Jakob il bugiardoJurek Becker
(...) Improvvisamente si
spalanca l’uscio, proprio il quindici, fortunatamente qui le porte si aprono in
fuori, sicché quel tale che esce non può accorgersi di Jakob, che rimane
coperto dalla porta. Per buona sorte anche quel tale lascia aperto l’uscio,
ritornerà subito, quando ci si crede soli si lasciano gli usci aperti, così
Jakob si ritrova al coperto. All’interno è accesa una radio, scoppietta un po’,
di certo una delle loro radio a buon mercato, niente musica. Da quando si trova
nel ghetto, Jakob non ha mai udito musica, nessuno di noi, solo quando qualcuno
ha cantato. Uno speaker racconta fatti di scarso rilievo su un quartier
generale, qualche morto è stato promosso tenente colonnello, segue qualcosa
sull’approvvigionamento assicurato alla popolazione, poi allo speaker giunge
appena la notizia: «In una disperata battaglia di difesa, le nostre truppe, che
si battono eroicamente, sono riuscite a fermare l’attacco bolscevico a venti
chilometri da Bezanika. Nel corso del combattimento, che da parte nostra...» Il
tale rientra nella sua stanza, chiude la porta e il legno si fa troppo spesso.

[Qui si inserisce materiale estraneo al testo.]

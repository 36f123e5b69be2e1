use std::cmp::Ordering;
use std::collections::VecDeque;

use crate::mesh::Mesh;

/// Distance below which a vertex is considered to lie on a triangle edge.
///
/// Sits well above the vertex-welding quantum and well below any real
/// feature size, so only clipping seams match.
const EDGE_EPSILON: f64 = 1e-8;

/// Restores index-level edge pairing after BSP clipping.
///
/// Clipping subdivides a shared edge independently on each side of a seam,
/// leaving vertices of one side in the middle of the other side's edges.
/// This pass splits every triangle edge at each mesh vertex lying on it and
/// drops collapsed slivers, after which every interior edge is shared by
/// exactly two triangles again. Purely index/topology surgery: no vertex is
/// moved or added, so the enclosed volume is unchanged.
pub fn heal_t_junctions(mesh: &mut Mesh) {
    let vertices = std::mem::take(&mut mesh.vertices);
    let mut queue: VecDeque<[u32; 3]> = mesh.triangles.drain(..).collect();
    let mut healed: Vec<[u32; 3]> = Vec::with_capacity(queue.len());

    'triangles: while let Some(tri) = queue.pop_front() {
        if is_sliver(&vertices, tri) {
            continue;
        }

        for e in 0..3 {
            let u = tri[e];
            let v = tri[(e + 1) % 3];
            let w = tri[(e + 2) % 3];
            let mut on_edge = collinear_interior_vertices(&vertices, u, v, w);
            if on_edge.is_empty() {
                continue;
            }
            on_edge.sort_by(|a, b| a.0.partial_cmp(&b.0).unwrap_or(Ordering::Equal));

            // Fan the subdivided edge from the opposite vertex.
            let mut prev = u;
            for &(_, mid) in &on_edge {
                queue.push_back([prev, mid, w]);
                prev = mid;
            }
            queue.push_back([prev, v, w]);
            continue 'triangles;
        }

        healed.push(tri);
    }

    mesh.vertices = vertices;
    mesh.triangles = healed;
}

/// Whether the triangle has (near-)collinear vertices.
fn is_sliver(vertices: &[crate::math::Point3], tri: [u32; 3]) -> bool {
    let pu = vertices[tri[0] as usize];
    let pv = vertices[tri[1] as usize];
    let pw = vertices[tri[2] as usize];
    let edge = pv - pu;
    let len = edge.norm();
    if len < EDGE_EPSILON {
        return true;
    }
    let height = edge.cross(&(pw - pu)).norm() / len;
    height < EDGE_EPSILON
}

/// Finds vertices lying strictly between `u` and `v`, excluding the
/// triangle's own corners, as `(parameter, index)` pairs.
#[allow(clippy::cast_possible_truncation)]
fn collinear_interior_vertices(
    vertices: &[crate::math::Point3],
    u: u32,
    v: u32,
    w: u32,
) -> Vec<(f64, u32)> {
    let pu = vertices[u as usize];
    let pv = vertices[v as usize];
    let edge = pv - pu;
    let len_sq = edge.norm_squared();
    let len = len_sq.sqrt();

    let mut found = Vec::new();
    for (index, p) in vertices.iter().enumerate() {
        let index = index as u32;
        if index == u || index == v || index == w {
            continue;
        }
        let t = (p - pu).dot(&edge) / len_sq;
        if t <= 0.0 || t >= 1.0 {
            continue;
        }
        let along = t * len;
        if along < EDGE_EPSILON || len - along < EDGE_EPSILON {
            continue;
        }
        let closest = pu + edge * t;
        if (p - closest).norm() < EDGE_EPSILON {
            found.push((t, index));
        }
    }
    found
}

Jakob resta immobile, ha udito molto, Bezanika non è troppo lontana, non
proprio a due passi, no ma non tanto infinitamente lontana. Non v’era mai
stato, aveva qualche vaga notizia su Bezanika, è una minuscola cittadina;
quando si passa col treno per Mieloworno, in direzione sudovest, via capoluogo
Pry, dove il nonno materno gestiva una farmacia, se si cambia treno lì, in
direzione di Kostawka, allora a un punto si giunge a Bezanika. Saranno forse
quattrocento chilometri buoni, forse addirittura cinquecento, speriamo non di
più, e si trovano lì in questo momento. Un morto, ha udito una buona notizia e
si rallegra, si rallegrerebbe volentieri più a lungo, ma la situazione,
l’ufficiale di picchetto lo attende, e Jakob deve proseguire. Il passo seguente
è il più difficile, Jakob lo tenta invano. La manica della sua giacca è ben
stretta tra lo stipite e la porta, il tale rientrando nella sua stanza lo ha
incatenato senza la minima intenzione cattiva, si è semplicemente chiuso alle
spalle l’uscio e Jakob ne è rimasto prigioniero. Tira cautamente, la porta è
ben lavorata, chiude esattamente, niente interstizi superflui, non un foglio di
carta vi scivolerebbe dentro. Jakob taglierebbe volentieri il pezzo di manica,
il coltello lo ha a casa, non ha senso con i denti, di cui gli manca la metà.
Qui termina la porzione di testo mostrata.